訓練模型。修改seq2seq.ini文件mode值「train」，execute.py訓練。

驗證模型。修改seq2seq.ini文件mode值「test」，execute.py測試。

from __future__ import absolute_import
from __future__ import division
from __future__ import print_function
import math
import os
import random
import sys
import time
import numpy as np
from six.moves import xrange  # pylint: disable=redefined-builtin
import tensorflow as tf
import data_utils
import seq2seq_model
try:
    from ConfigParser import SafeConfigParser
except:
    from configparser import SafeConfigParser # In Python 3, ConfigParser has been renamed to configparser for PEP 8 compliance.
gConfig = {}
def get_config(config_file='seq2seq.ini'):
    parser = SafeConfigParser()
    parser.read(config_file)
    # get the ints, floats and strings
    _conf_ints = [ (key, int(value)) for key,value in parser.items('ints') ]
    _conf_floats = [ (key, float(value)) for key,value in parser.items('floats') ]
    _conf_strings = [ (key, str(value)) for key,value in parser.items('strings') ]

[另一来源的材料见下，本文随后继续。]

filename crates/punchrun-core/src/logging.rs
//! Structured logging setup. The submission run reports progress through its
//! own event channel; tracing output goes to a JSON file (and optionally
//! stderr) so the terminal stays readable.

use std::env;
use std::fs;
use std::io;
use std::path::PathBuf;
use std::sync::OnceLock;

use thiserror::Error;
use tracing::info;
use tracing_appender::non_blocking::WorkerGuard;
use tracing_subscriber::EnvFilter;
use tracing_subscriber::filter::ParseError;
use tracing_subscriber::fmt::time::{LocalTime, UtcTime};
use tracing_subscriber::layer::{Layer, SubscriberExt};
use tracing_subscriber::util::SubscriberInitExt;

use crate::config::config_directory;

const LOG_FILE_NAME: &str = "punchrun.log";
const FILTER_ENV_VAR: &str = "PUNCHRUN_LOG";

/// Controls where structured logs are published.
#[derive(Debug, Clone, Copy)]
pub enum LoggingDestination {
    /// Persistent file plus stderr.
    FileAndStderr,
    /// Persistent file only; the terminal stays reserved for progress output.
    FileOnly,
}

struct LoggingGuards {
    _guard: WorkerGuard,
    log_path: PathBuf,
}

static LOGGING_STATE: OnceLock<LoggingGuards> = OnceLock::new();

/// Errors that can arise while standing up structured logging.
#[derive(Debug, Error)]
pub enum LoggingError {
    #[error("failed to prepare log directory: {0}")]
    Io(#[from] io::Error),
    #[error("invalid logging filter: {0}")]
    Filter(#[from] ParseError),
    #[error("failed to install logging subscriber: {0}")]
    Subscriber(#[from] tracing_subscriber::util::TryInitError),
}

/// Install the global subscriber. The first call wins; subsequent calls are
/// no-ops that return the resolved log file path.
pub fn init_logging(
    destination: LoggingDestination,
) -> Result<Option<&'static PathBuf>, LoggingError> {
    if LOGGING_STATE.get().is_none() {
        let guards = install_logging(destination)?;
        if let Err(guards) = LOGGING_STATE.set(guards) {
            drop(guards);
        }
    }

    Ok(LOGGING_STATE.get().map(|guards| &guards.log_path))
}

/// Returns the log file path selected during logging initialization (if any).
pub fn current_log_path() -> Option<&'static PathBuf> {
    LOGGING_STATE.get().map(|guards| &guards.log_path)
}

fn install_logging(destination: LoggingDestination) -> Result<LoggingGuards, LoggingError> {
    let dir = config_directory().join("logs");
    fs::create_dir_all(&dir)?;
    let log_path = dir.join(LOG_FILE_NAME);

    let file_appender = tracing_appender::rolling::never(&dir, LOG_FILE_NAME);
    let (writer, guard) = tracing_appender::non_blocking(file_appender);
    let file_layer = tracing_subscriber::fmt::layer()
        .event_format(
            tracing_subscriber::fmt::format()
                .json()
                .with_timer(UtcTime::rfc_3339())
                .with_level(true)
                .with_target(true)
                .with_file(true)
                .with_line_number(true),
        )
        .with_writer(writer)
        .with_ansi(false)
        .boxed();

    let stderr_format = tracing_subscriber::fmt::format()
        .with_timer(LocalTime::rfc_3339())
        .with_level(true)
        .with_target(true)
        .with_ansi(false);
    let stderr_layer = match destination {
        LoggingDestination::FileAndStderr => tracing_subscriber::fmt::layer()
            .event_format(stderr_format)
            .with_writer(io::stderr)
            .with_ansi(false)
            .boxed(),
        LoggingDestination::FileOnly => tracing_subscriber::fmt::layer()
            .event_format(stderr_format)
            .with_writer(io::sink)
            .with_ansi(false)
            .boxed(),
    };

    tracing_subscriber::registry()
        .with(build_filter()?)
        .with(file_layer)
        .with(stderr_layer)
        .try_init()?;

    info!(path = %log_path.display(), "Structured logging enabled");

    Ok(LoggingGuards {
        _guard: guard,
        log_path,
    })
}

fn build_filter() -> Result<EnvFilter, ParseError> {
    if let Ok(spec) = env::var(FILTER_ENV_VAR) {
        if !spec.trim().is_empty() {
            return EnvFilter::try_new(spec);
        }
    }

    match EnvFilter::try_from_default_env() {
        Ok(filter) => Ok(filter),
        Err(_) => EnvFilter::try_new("info"),
    }
}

    return dict(_conf_ints + _conf_floats + _conf_strings)
# We use a number of buckets and pad to the closest one for efficiency.
# See seq2seq_model.Seq2SeqModel for details of how they work.

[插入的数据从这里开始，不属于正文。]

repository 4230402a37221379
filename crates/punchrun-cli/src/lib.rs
pub mod cli_args;
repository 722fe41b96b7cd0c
//! Session guard for protected routes
//!
//! Extracts the session token from the Authorization header and verifies it.
//! On success the caller's identity is added to request extensions as
//! [`AuthenticatedUser`]; otherwise the request is answered with 401 and the
//! wrapped handler never runs.
use super::jwt::SessionClaims;
use crate::audit::{audit_log, extract_ip_address, extract_user_agent, AuditEvent};
use crate::state::AppState;
use axum::{
    extract::{Request, State},
    http::{header, HeaderMap, StatusCode},
    middleware::Next,
    response::{IntoResponse, Response},
};
use std::sync::Arc;
use thiserror::Error;

/// Verified identity of the caller
///
/// Extract in handlers with `Extension<AuthenticatedUser>`.
#[derive(Debug, Clone, Copy, PartialEq, Eq)]
pub struct AuthenticatedUser {
    pub user_id: i64,
}

impl From<SessionClaims> for AuthenticatedUser {
    fn from(claims: SessionClaims) -> Self {
        Self {
            user_id: claims.user_id,
        }
    }
}

/// Session guard errors
#[derive(Debug, Error)]
pub enum SessionError {
    #[error("отсутствует токен")]
    MissingToken,

    #[error("недействительный токен")]
    InvalidToken,
}

impl IntoResponse for SessionError {
    fn into_response(self) -> Response {
        (StatusCode::UNAUTHORIZED, self.to_string()).into_response()
    }
}

/// Pull the token out of `Authorization: Bearer <token>`
///
/// The `Bearer ` prefix is optional; a bare token is accepted as is.
pub fn extract_bearer_token(headers: &HeaderMap) -> Result<&str, SessionError> {
    let value = match headers.get(header::AUTHORIZATION) {
        Some(value) if !value.is_empty() => value,
        _ => return Err(SessionError::MissingToken),
    };

    let value = value.to_str().map_err(|_| SessionError::InvalidToken)?;
    Ok(value.strip_prefix("Bearer ").unwrap_or(value))
}

/// Middleware that requires a valid session token
///
/// # Usage
///
/// ```ignore
/// use axum::{middleware, routing::get, Router};
/// use merchio_api::auth::middleware::session_guard;
///
/// let app = Router::new()
///     .route("/api/me", get(me_handler))
///     .route_layer(middleware::from_fn_with_state(state.clone(), session_guard));
/// ```
pub async fn session_guard(
    State(state): State<Arc<AppState>>,
    mut request: Request,
    next: Next,
) -> Result<Response, SessionError> {
    let result = extract_bearer_token(request.headers()).and_then(|token| {
        state.auth.verify_token(token).map_err(|e| {
            tracing::debug!(error = %e, "Session token rejected");
            SessionError::InvalidToken
        })
    });

    let claims = match result {
        Ok(claims) => claims,
        Err(e) => {
            audit_log(&AuditEvent::InvalidToken {
                ip_address: extract_ip_address(request.headers()),
                user_agent: extract_user_agent(request.headers()),
                reason: e.to_string(),
            });
            return Err(e);
        }
    };

    request.extensions_mut().insert(AuthenticatedUser::from(claims));

    Ok(next.run(request).await)
}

_buckets = [(5, 10), (10, 15), (20, 25), (40, 50)]
def read_data(source_path, target_path, max_size=None):
  """Read data from source and target files and put into buckets.
  Args:
    source_path: path to the files with token-ids for the source language.
    target_path: path to the file with token-ids for the target language;
      it must be aligned with the source file: n-th line contains the desired
      output for n-th line from the source_path.
    max_size: maximum number of lines to read, all other will be ignored;
      if 0 or None, data files will be read completely (no limit).
  Returns:
    data_set: a list of length len(_buckets); data_set[n] contains a list of
      (source, target) pairs read from the provided data files that fit
      into the n-th bucket, i.e., such that len(source) < _buckets[n][0] and
      len(target) < _buckets[n][1]; source and target are lists of token-ids.
  """
  data_set = [[] for _ in _buckets]
  with tf.gfile.GFile(source_path, mode="r") as source_file:
    with tf.gfile.GFile(target_path, mode="r") as target_file:
      source, target = source_file.readline(), target_file.readline()
      counter = 0
      while source and target and (not max_size or counter < max_size):
        counter += 1
        if counter % 100000 == 0:
          print("  reading data line %d" % counter)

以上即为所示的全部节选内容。